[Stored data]

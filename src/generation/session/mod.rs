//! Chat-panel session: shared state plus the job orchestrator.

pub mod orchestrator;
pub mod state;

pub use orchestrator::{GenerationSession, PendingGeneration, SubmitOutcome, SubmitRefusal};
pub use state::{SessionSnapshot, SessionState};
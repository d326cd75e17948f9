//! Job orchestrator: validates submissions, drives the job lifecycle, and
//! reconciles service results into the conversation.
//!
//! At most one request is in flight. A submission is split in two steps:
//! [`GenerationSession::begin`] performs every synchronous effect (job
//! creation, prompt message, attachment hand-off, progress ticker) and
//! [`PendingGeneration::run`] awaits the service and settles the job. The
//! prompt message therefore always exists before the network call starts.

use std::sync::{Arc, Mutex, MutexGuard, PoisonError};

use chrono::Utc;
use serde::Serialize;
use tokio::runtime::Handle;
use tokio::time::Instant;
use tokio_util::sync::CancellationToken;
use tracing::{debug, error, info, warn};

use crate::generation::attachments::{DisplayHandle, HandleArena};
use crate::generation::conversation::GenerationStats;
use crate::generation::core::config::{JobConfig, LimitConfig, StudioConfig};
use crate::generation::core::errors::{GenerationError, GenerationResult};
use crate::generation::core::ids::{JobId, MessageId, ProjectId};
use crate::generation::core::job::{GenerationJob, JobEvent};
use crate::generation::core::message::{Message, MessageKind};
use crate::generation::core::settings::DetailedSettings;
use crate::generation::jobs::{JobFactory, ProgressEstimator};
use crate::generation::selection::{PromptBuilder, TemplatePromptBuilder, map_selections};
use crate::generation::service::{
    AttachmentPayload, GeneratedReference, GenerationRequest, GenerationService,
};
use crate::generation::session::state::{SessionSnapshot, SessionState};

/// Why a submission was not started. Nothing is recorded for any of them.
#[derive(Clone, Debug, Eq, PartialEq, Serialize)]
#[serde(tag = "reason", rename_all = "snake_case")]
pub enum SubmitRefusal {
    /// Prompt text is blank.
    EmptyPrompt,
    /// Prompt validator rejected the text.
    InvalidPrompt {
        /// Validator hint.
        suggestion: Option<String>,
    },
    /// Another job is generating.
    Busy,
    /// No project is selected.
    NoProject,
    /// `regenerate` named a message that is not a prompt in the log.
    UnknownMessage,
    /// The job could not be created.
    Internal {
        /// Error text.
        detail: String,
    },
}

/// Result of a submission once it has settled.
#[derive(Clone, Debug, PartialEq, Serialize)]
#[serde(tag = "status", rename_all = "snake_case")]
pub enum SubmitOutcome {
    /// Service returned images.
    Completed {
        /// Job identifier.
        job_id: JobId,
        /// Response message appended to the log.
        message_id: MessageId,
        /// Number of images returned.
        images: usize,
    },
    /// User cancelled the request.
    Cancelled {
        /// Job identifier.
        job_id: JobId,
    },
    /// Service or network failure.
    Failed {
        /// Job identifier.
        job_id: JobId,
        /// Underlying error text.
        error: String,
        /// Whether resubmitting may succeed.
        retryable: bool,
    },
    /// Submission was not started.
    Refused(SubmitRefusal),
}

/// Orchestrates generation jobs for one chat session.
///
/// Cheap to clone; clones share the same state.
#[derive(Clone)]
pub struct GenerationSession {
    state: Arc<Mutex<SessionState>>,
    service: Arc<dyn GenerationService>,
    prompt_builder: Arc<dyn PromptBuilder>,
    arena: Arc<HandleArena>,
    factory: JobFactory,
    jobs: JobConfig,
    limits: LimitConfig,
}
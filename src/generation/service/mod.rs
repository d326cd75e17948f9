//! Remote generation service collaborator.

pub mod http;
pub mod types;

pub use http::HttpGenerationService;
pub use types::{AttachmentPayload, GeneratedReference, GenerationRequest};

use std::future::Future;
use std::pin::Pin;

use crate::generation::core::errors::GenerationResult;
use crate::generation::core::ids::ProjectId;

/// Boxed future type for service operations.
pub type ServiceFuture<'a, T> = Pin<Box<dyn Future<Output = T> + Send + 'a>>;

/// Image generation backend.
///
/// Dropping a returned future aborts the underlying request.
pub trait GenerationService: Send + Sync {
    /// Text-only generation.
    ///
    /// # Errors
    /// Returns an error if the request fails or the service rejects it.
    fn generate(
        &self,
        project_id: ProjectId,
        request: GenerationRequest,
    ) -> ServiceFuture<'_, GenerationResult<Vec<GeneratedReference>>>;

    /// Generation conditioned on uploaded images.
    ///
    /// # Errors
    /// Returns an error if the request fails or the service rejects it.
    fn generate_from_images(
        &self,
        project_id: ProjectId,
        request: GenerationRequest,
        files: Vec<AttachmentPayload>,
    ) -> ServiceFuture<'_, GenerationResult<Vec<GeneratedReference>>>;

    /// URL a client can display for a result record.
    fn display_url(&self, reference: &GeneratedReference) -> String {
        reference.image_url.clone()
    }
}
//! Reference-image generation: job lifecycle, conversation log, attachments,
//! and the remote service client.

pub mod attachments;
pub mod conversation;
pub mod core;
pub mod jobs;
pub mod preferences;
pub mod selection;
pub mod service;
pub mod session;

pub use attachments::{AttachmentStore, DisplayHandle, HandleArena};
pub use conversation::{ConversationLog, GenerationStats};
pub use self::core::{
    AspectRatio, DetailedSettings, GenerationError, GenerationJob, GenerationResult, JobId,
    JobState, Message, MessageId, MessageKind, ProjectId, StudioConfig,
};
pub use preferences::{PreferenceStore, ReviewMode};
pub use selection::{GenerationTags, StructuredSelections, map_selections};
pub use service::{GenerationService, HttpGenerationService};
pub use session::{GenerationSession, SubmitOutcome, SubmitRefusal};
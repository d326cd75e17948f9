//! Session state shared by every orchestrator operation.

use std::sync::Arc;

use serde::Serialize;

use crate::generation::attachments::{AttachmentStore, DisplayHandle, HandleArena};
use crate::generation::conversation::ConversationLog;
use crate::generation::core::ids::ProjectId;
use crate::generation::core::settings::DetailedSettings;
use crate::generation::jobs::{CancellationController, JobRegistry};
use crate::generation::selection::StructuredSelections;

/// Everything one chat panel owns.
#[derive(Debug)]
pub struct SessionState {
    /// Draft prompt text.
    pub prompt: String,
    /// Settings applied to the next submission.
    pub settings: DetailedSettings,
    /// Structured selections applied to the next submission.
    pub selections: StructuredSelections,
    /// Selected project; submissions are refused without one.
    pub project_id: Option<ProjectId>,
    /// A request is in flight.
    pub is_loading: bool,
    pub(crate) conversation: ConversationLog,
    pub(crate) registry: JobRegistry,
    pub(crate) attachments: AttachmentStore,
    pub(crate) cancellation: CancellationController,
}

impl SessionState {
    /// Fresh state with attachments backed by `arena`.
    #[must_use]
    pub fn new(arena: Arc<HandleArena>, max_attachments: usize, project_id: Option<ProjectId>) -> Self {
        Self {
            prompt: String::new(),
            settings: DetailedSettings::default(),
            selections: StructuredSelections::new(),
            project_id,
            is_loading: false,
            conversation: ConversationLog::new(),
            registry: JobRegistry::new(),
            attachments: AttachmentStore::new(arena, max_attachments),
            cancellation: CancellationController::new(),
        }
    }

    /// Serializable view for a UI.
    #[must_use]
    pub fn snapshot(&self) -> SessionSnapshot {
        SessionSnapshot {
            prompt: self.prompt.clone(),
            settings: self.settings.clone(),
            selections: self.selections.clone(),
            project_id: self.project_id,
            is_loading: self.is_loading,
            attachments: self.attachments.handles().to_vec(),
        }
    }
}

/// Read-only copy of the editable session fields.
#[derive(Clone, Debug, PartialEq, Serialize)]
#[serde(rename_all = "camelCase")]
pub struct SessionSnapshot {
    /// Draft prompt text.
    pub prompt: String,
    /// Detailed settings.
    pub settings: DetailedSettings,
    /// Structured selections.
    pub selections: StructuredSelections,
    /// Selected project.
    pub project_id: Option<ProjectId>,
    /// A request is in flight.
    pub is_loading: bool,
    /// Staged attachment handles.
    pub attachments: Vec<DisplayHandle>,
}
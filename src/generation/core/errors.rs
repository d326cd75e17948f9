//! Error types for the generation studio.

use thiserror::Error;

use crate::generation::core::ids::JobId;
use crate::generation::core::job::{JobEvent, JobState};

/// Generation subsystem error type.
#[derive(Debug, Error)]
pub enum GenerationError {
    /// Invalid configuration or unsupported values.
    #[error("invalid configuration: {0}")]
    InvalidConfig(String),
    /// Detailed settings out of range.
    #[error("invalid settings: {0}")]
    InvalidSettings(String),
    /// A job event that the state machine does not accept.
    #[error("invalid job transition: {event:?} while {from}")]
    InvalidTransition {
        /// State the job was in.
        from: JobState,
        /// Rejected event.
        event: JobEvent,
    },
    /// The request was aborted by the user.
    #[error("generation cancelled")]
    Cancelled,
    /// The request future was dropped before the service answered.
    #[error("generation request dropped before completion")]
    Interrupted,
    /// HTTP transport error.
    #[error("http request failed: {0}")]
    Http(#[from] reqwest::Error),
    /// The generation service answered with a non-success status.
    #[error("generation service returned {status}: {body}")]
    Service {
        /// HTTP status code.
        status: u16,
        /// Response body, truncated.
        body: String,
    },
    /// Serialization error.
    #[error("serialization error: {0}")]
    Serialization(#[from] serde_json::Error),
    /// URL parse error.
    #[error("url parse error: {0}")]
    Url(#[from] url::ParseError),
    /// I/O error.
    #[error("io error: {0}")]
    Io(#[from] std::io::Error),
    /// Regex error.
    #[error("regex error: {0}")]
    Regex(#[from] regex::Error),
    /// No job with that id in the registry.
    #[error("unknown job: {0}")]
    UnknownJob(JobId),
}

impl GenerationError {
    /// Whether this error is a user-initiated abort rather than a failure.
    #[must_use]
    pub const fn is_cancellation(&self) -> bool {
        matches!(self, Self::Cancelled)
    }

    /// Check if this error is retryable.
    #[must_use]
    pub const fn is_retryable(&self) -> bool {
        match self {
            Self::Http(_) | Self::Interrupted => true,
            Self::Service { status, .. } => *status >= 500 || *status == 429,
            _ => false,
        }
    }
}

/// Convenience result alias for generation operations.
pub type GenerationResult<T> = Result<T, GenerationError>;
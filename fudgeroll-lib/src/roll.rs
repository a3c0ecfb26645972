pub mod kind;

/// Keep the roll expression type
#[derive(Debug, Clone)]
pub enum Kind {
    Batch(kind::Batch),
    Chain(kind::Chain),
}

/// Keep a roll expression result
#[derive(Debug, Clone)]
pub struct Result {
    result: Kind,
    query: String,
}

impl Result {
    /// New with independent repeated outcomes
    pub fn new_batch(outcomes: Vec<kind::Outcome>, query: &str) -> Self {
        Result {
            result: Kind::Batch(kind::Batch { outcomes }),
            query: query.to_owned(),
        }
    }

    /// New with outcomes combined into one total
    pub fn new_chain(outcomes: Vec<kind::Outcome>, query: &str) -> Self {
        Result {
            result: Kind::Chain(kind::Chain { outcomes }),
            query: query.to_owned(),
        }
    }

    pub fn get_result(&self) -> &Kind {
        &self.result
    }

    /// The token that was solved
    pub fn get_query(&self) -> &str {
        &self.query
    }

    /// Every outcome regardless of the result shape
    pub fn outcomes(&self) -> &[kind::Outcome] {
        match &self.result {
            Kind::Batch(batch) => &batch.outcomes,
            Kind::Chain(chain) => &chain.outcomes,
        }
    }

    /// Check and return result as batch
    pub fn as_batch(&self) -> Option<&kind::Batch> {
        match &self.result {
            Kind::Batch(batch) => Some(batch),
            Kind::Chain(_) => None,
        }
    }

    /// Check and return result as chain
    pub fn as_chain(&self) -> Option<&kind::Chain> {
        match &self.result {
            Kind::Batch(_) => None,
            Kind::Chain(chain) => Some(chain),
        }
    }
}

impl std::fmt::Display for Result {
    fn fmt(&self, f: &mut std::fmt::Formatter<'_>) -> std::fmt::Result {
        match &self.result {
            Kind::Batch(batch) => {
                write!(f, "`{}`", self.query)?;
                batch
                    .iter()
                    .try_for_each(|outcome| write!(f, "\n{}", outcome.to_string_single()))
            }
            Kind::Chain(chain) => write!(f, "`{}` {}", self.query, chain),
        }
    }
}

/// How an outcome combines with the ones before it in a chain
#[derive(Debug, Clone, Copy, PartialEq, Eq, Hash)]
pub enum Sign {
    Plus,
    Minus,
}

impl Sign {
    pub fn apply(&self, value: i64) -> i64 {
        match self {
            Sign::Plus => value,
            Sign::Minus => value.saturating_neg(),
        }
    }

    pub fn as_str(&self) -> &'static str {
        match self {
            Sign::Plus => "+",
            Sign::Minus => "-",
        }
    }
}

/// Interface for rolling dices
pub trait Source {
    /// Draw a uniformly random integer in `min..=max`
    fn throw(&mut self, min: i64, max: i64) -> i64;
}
--
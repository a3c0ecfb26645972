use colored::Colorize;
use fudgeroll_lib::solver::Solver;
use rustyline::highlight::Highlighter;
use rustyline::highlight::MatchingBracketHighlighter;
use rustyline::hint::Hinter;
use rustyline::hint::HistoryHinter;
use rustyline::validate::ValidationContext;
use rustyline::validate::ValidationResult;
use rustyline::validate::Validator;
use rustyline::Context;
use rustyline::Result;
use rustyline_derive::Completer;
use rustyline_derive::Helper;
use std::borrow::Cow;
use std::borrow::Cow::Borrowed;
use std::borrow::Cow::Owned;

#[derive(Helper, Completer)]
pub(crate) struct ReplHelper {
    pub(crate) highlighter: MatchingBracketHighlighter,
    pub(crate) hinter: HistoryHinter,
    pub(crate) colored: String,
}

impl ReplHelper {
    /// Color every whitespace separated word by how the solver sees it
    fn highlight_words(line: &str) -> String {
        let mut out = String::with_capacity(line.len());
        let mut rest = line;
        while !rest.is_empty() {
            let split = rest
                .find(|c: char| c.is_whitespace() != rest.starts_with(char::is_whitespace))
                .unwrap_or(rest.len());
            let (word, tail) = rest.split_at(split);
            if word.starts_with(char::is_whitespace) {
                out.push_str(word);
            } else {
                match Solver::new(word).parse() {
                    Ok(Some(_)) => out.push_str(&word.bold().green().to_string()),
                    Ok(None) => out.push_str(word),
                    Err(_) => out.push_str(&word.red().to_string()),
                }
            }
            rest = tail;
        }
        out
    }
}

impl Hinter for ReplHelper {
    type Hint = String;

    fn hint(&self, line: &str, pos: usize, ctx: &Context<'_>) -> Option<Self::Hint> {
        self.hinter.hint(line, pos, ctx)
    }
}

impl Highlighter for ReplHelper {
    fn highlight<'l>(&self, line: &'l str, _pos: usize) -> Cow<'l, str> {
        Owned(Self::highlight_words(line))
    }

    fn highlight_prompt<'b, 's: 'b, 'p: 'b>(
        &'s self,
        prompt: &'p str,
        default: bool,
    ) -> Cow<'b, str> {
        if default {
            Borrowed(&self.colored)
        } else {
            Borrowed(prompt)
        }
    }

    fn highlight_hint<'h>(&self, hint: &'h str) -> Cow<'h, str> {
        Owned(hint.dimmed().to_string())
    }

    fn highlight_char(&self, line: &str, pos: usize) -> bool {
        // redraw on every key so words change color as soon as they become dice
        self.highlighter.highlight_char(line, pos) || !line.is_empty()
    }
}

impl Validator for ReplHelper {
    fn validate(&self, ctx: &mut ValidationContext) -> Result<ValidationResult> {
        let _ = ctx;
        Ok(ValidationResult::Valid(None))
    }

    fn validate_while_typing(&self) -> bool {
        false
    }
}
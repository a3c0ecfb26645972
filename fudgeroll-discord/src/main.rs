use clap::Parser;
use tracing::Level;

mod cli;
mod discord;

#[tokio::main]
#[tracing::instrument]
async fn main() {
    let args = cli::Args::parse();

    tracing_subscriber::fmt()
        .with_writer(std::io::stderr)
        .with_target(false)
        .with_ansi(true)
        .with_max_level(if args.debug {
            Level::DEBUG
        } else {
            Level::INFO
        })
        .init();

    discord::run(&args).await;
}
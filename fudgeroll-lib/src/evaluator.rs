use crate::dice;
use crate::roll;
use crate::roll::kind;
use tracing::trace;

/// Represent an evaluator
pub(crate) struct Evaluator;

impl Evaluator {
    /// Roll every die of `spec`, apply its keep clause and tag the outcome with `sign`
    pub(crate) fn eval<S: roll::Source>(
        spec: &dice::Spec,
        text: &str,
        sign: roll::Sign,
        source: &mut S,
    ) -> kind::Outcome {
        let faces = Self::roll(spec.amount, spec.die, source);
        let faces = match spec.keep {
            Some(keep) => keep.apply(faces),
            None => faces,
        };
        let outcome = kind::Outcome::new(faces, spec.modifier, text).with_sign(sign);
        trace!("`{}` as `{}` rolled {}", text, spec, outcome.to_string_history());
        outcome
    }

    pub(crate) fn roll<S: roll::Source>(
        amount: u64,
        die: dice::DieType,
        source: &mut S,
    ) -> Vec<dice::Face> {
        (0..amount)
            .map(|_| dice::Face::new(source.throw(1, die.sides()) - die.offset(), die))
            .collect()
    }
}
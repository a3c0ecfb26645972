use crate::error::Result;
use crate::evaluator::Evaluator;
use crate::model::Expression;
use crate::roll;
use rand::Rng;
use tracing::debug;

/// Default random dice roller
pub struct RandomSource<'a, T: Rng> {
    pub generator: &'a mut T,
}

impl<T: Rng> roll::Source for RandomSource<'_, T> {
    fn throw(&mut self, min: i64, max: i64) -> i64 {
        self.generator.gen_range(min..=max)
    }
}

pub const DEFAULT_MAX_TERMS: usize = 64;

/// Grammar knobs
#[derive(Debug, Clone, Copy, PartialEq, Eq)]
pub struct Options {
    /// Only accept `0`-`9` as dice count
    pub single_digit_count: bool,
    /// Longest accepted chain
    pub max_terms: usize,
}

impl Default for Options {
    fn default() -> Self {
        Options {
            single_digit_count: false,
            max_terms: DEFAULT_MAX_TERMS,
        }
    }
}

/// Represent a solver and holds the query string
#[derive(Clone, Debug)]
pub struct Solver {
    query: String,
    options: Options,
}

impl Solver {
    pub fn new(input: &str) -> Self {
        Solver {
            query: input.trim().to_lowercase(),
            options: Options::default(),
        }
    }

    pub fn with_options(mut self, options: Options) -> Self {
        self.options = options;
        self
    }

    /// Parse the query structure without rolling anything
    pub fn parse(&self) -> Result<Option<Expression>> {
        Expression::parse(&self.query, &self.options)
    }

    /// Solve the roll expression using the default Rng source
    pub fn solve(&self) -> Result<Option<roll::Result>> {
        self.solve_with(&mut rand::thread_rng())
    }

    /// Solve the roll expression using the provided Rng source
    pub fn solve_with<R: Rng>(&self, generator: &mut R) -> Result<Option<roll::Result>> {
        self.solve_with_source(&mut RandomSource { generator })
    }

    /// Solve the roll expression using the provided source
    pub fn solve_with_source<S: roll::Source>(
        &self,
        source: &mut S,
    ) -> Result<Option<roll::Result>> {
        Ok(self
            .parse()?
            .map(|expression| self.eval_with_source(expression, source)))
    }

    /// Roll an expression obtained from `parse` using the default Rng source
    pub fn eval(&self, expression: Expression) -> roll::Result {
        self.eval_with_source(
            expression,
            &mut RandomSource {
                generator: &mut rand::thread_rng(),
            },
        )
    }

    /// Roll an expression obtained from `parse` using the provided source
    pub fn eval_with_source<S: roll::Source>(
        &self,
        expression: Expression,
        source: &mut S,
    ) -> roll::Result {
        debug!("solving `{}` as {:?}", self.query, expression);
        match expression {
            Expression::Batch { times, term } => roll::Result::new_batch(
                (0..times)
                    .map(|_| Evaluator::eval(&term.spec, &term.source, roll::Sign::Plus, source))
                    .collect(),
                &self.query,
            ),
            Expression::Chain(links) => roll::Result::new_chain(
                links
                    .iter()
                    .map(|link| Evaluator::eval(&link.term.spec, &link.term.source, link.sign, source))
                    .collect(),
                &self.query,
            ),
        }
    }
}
==
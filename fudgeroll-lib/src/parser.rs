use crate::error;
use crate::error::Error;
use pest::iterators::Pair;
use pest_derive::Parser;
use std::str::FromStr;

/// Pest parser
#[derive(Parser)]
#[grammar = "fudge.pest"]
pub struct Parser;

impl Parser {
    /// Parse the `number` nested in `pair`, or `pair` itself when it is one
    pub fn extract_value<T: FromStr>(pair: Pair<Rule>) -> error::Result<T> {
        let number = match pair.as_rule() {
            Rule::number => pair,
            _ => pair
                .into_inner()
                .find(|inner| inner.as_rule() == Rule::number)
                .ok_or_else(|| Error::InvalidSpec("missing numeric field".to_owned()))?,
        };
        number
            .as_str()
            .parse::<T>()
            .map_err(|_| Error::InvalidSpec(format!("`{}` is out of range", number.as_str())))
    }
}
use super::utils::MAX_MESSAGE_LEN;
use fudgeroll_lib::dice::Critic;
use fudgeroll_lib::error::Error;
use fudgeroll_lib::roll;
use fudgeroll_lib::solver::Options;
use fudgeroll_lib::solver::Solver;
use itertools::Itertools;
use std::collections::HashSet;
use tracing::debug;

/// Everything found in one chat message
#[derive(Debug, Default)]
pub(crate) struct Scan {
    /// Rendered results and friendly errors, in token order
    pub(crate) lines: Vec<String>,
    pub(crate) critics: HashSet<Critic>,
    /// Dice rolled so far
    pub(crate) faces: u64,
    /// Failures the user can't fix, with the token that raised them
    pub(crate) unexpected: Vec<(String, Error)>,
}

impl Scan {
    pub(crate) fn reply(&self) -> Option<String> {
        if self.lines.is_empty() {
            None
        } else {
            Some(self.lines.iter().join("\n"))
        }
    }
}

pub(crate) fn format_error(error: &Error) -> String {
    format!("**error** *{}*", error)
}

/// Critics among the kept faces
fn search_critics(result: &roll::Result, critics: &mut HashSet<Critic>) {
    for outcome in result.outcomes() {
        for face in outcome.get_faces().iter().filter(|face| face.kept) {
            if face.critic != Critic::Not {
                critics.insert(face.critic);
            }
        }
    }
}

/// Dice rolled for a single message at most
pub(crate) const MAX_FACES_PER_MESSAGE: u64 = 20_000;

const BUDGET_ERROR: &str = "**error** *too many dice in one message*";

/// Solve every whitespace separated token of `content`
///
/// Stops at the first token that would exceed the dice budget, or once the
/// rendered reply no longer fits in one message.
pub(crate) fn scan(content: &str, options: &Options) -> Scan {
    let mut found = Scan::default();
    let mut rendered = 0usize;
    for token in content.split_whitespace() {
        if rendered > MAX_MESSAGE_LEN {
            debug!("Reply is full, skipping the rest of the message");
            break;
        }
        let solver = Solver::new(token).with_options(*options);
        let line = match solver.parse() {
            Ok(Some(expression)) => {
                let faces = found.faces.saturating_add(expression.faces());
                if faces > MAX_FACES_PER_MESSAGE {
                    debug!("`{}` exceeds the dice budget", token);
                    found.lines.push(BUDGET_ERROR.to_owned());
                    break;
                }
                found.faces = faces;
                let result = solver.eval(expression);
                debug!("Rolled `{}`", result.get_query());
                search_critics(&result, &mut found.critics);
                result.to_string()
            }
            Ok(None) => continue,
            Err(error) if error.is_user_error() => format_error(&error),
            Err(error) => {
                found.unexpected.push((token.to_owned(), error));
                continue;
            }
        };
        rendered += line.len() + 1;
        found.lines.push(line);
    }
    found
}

WORK TASK:
Write down exactly the span of lines above from the one containing "filename src/generation/session/mod.rs" to the one containing "use chrono::Utc;", both ends included.

SOLUTION TO THIS EXERCISE:
filename src/generation/session/mod.rs
//! Chat-panel session: shared state plus the job orchestrator.

pub mod orchestrator;
pub mod state;

pub use orchestrator::{GenerationSession, PendingGeneration, SubmitOutcome, SubmitRefusal};
pub use state::{SessionSnapshot, SessionState};
repository d326cd75e17948f9
//! Job orchestrator: validates submissions, drives the job lifecycle, and
//! reconciles service results into the conversation.
//!
//! At most one request is in flight. A submission is split in two steps:
//! [`GenerationSession::begin`] performs every synchronous effect (job
//! creation, prompt message, attachment hand-off, progress ticker) and
//! [`PendingGeneration::run`] awaits the service and settles the job. The
//! prompt message therefore always exists before the network call starts.

use std::sync::{Arc, Mutex, MutexGuard, PoisonError};

use chrono::Utc;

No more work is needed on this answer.